Higher product life cycle.
Australians are holding onto their mobile phones, using more data, watching more TV and increasingly being influenced by Google, Amazon and Apple.
The 2018 Deloitte Mobile Consumer Survey showed almost a quarter of Australians are watching live TV shows on their phones each week and with 5G around the corner, world trends suggest the smartphone could rival the traditional TV for viewing attention.
Users are also trading passwords for fingerprints, with a 23% lift in the take up of biometric fingerprint authentication on phones. This includes a 53% lift in those using finger print technology to authorise payments and purchases, and a 67% lift in fingerprint technology to authorise money transfers to other people.
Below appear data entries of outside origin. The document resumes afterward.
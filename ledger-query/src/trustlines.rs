//! Account trust line query

use crate::{
    error::{normalize, Failure, PartialData},
    pager::{page_all, Page, PageFailure},
    parse::parse_account_trustline,
    remote::RemoteQueryPort,
    types::*,
    Result,
};
use tracing::{debug, warn};

fn matches_currency(currency: Option<&str>, trustline: &Trustline) -> bool {
    currency.map_or(true, |c| trustline.specification.currency == c)
}

/// Parse one node page and keep the lines in the requested currency
pub fn format_page(currency: Option<&str>, page: AccountLinesPage) -> Page<Trustline> {
    Page {
        marker: page.marker,
        results: page
            .lines
            .iter()
            .map(parse_account_trustline)
            .filter(|trustline| matches_currency(currency, trustline))
            .collect(),
    }
}

/// Walk every `account_lines` page of `account` at `ledger_version`.
///
/// A failing page fails the whole walk; lines collected so far travel with the
/// error as [`PartialData::Trustlines`].
pub async fn fetch_trustlines(
    port: &dyn RemoteQueryPort,
    account: &str,
    ledger_version: LedgerVersion,
    options: &TrustlinesOptions,
) -> Result<TrustlinesPage> {
    let currency = options.currency.as_deref();

    let walk = page_all(
        |marker, limit| {
            let request = AccountLinesRequest {
                account: account.to_string(),
                ledger_version,
                marker,
                limit,
                peer: options.counterparty.clone(),
            };
            async move {
                let page = port
                    .request_account_lines(&request)
                    .await
                    .map_err(Failure::Remote)?;
                Ok::<_, Failure>(format_page(currency, page))
            }
        },
        options.limit,
    )
    .await;

    match walk {
        Ok(page) => {
            debug!(
                "Fetched {} trust lines for {} at ledger {}",
                page.results.len(),
                account,
                ledger_version
            );
            Ok(TrustlinesPage {
                marker: page.marker,
                results: page.results,
            })
        }
        Err(PageFailure {
            failure,
            accumulated,
        }) => {
            warn!(
                "Trust line walk for {} failed after {} lines",
                account,
                accumulated.len()
            );
            Err(normalize(failure, Some(PartialData::Trustlines(accumulated))))
        }
    }
}
//! Account balance query
//!
//! Balances combine two sub-queries run concurrently against the same ledger
//! version: the native balance from the account root, and the trust lines.

use crate::{
    amount::drops_to_xrp,
    compose::{join_fail_fast, CompositionFailure},
    error::{normalize, Failure, PartialData},
    remote::{RemoteError, RemoteQueryPort},
    trustlines::fetch_trustlines,
    types::*,
    Result, NATIVE_CURRENCY,
};
use tracing::{debug, warn};

fn trustline_balance(trustline: &Trustline) -> Balance {
    Balance {
        currency: trustline.specification.currency.clone(),
        value: trustline.state.balance.clone(),
        counterparty: Some(trustline.specification.counterparty.clone()),
    }
}

/// Shape the raw sub-query outputs into the public balance list.
///
/// The native balance comes first unless the caller filtered by counterparty
/// or by a non-native currency. `limit` keeps a prefix of the list.
pub fn format_balances(options: &BalancesOptions, composed: ComposedBalances) -> Vec<Balance> {
    let mut result: Vec<Balance> = composed.trustlines.iter().map(trustline_balance).collect();

    let filtered = options.counterparty.is_some()
        || options
            .currency
            .as_deref()
            .is_some_and(|currency| currency != NATIVE_CURRENCY);
    if !filtered {
        result.insert(0, Balance::native(composed.xrp));
    }

    if let Some(limit) = options.limit {
        result.truncate(limit as usize);
    }
    result
}

/// Native balance of `account` at `ledger_version`, in display units
pub async fn fetch_native_balance(
    port: &dyn RemoteQueryPort,
    account: &str,
    ledger_version: LedgerVersion,
) -> std::result::Result<String, Failure> {
    let info = port.request_account_info(account, ledger_version).await?;
    drops_to_xrp(&info.balance).map_err(|e| {
        Failure::Remote(RemoteError::Malformed(format!(
            "Invalid account balance: {}",
            e.message()
        )))
    })
}

/// Run both balance sub-queries at `ledger_version` and format the result
pub async fn fetch_balances(
    port: &dyn RemoteQueryPort,
    account: &str,
    ledger_version: LedgerVersion,
    options: &BalancesOptions,
) -> Result<Vec<Balance>> {
    let native = fetch_native_balance(port, account, ledger_version);
    let lines = async {
        fetch_trustlines(port, account, ledger_version, options)
            .await
            .map(|page| page.results)
            .map_err(Failure::Domain)
    };

    match join_fail_fast(native, lines).await {
        Ok((xrp, trustlines)) => {
            debug!(
                "Composed balances for {} at ledger {}: {} trust lines",
                account,
                ledger_version,
                trustlines.len()
            );
            Ok(format_balances(options, ComposedBalances { xrp, trustlines }))
        }
        Err(CompositionFailure {
            failure,
            left,
            right,
        }) => {
            warn!("Balance query for {} failed: {:?}", account, failure);
            // A failed walk already carries the lines it collected
            let trustlines = right.or_else(|| match &failure {
                Failure::Domain(e) => match e.data() {
                    Some(PartialData::Trustlines(lines)) => Some(lines.clone()),
                    _ => None,
                },
                Failure::Remote(_) => None,
            });
            Err(normalize(
                failure,
                Some(PartialData::Balances {
                    xrp: left,
                    trustlines,
                }),
            ))
        }
    }
}

#[cfg(test)]
mod tests {
    use super::*;

    const ISSUER: &str = "rMwjYedjc7qqtKYVLiAccJSmCwih4LnE2q";

    fn trustline(currency: &str, balance: &str) -> Trustline {
        Trustline {
            specification: TrustlineSpecification {
                limit: "100".to_string(),
                currency: currency.to_string(),
                counterparty: ISSUER.to_string(),
                quality_in: None,
                quality_out: None,
                rippling_disabled: None,
                frozen: None,
                authorized: None,
            },
            counterparty: TrustlineCounterparty {
                limit: "0".to_string(),
                rippling_disabled: None,
                frozen: None,
                authorized: None,
            },
            state: TrustlineState {
                balance: balance.to_string(),
            },
        }
    }

    fn composed() -> ComposedBalances {
        ComposedBalances {
            xrp: "922.913243".to_string(),
            trustlines: vec![trustline("USD", "0"), trustline("EUR", "2.5")],
        }
    }

    #[test]
    fn test_native_balance_first() {
        let balances = format_balances(&BalancesOptions::default(), composed());
        assert_eq!(balances.len(), 3);
        assert_eq!(balances[0], Balance::native("922.913243"));
        assert_eq!(
            balances[2],
            Balance {
                currency: "EUR".to_string(),
                value: "2.5".to_string(),
                counterparty: Some(ISSUER.to_string()),
            }
        );
    }

    #[test]
    fn test_non_native_currency_filter_drops_native() {
        let options = BalancesOptions {
            currency: Some("USD".to_string()),
            ..Default::default()
        };
        let balances = format_balances(&options, composed());
        assert!(balances.iter().all(|b| !b.is_native()));
    }

    #[test]
    fn test_native_currency_filter_keeps_native() {
        let options = BalancesOptions {
            currency: Some("XRP".to_string()),
            ..Default::default()
        };
        let balances = format_balances(&options, composed());
        assert!(balances[0].is_native());
    }

    #[test]
    fn test_counterparty_filter_drops_native() {
        let options = BalancesOptions {
            counterparty: Some(ISSUER.to_string()),
            ..Default::default()
        };
        let balances = format_balances(&options, composed());
        assert_eq!(balances.len(), 2);
        assert!(!balances[0].is_native());
    }

    #[test]
    fn test_limit_keeps_prefix() {
        let options = BalancesOptions {
            limit: Some(2),
            ..Default::default()
        };
        let balances = format_balances(&options, composed());
        assert_eq!(balances.len(), 2);
        assert!(balances[0].is_native());
        assert_eq!(balances[1].currency, "USD");
    }
}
While the overall number of people using their mobiles for in-store transactions remains stable at 26%, further integration of fingerprint technology could be the key to greater phone-uptake at the cash register by offering increased security with the convenience of multiple cards in one smartphone ‘wallet’. The survey also suggested that market penetration has reached saturation point, with 89% of Australians (88% in 2017) now owning one.
While we seem prepared to pay more for handsets, which can be as much as the cost of a laptop, when we do buy the number of people with new phones, less than 18 months old, has fallen to 58% from 61% in 2016 and more have older phones that are 18-30 months old.
Deloitte partner and national telecommunications lead, Peter Corbett, said this did not mean our obsession with the smartphone was wavering in any way.
“Over the last 10 years, the story of mobility has focused on access and the proportion of phone users is now unlikely to rise significantly,” Corbett said. “What we are seeing is a shift to understanding the many ways we can interact with mobile technology and the influence it has on human behaviour. The extent to which smartphones occupy our lives is growing, and overseas comparisons suggest we are far from peak usage.
“The smartphone is becoming even more central to the way we work with 70% using them for work, while 90% of businesses rank a connected work place in their top priorities, the way we access entertainment and how we carry out our daily lives. A consumer’s choice of phone impacts their access to the cloud, the expanding world of voice assistants, streaming services, smart home technologies, the ways people pay for goods and services, and even monitoring their daily health,” he said.
According to Corbett the impact of replacing a handset can now have significant influence on the services accessed, which is another reason why people are changing phones less often.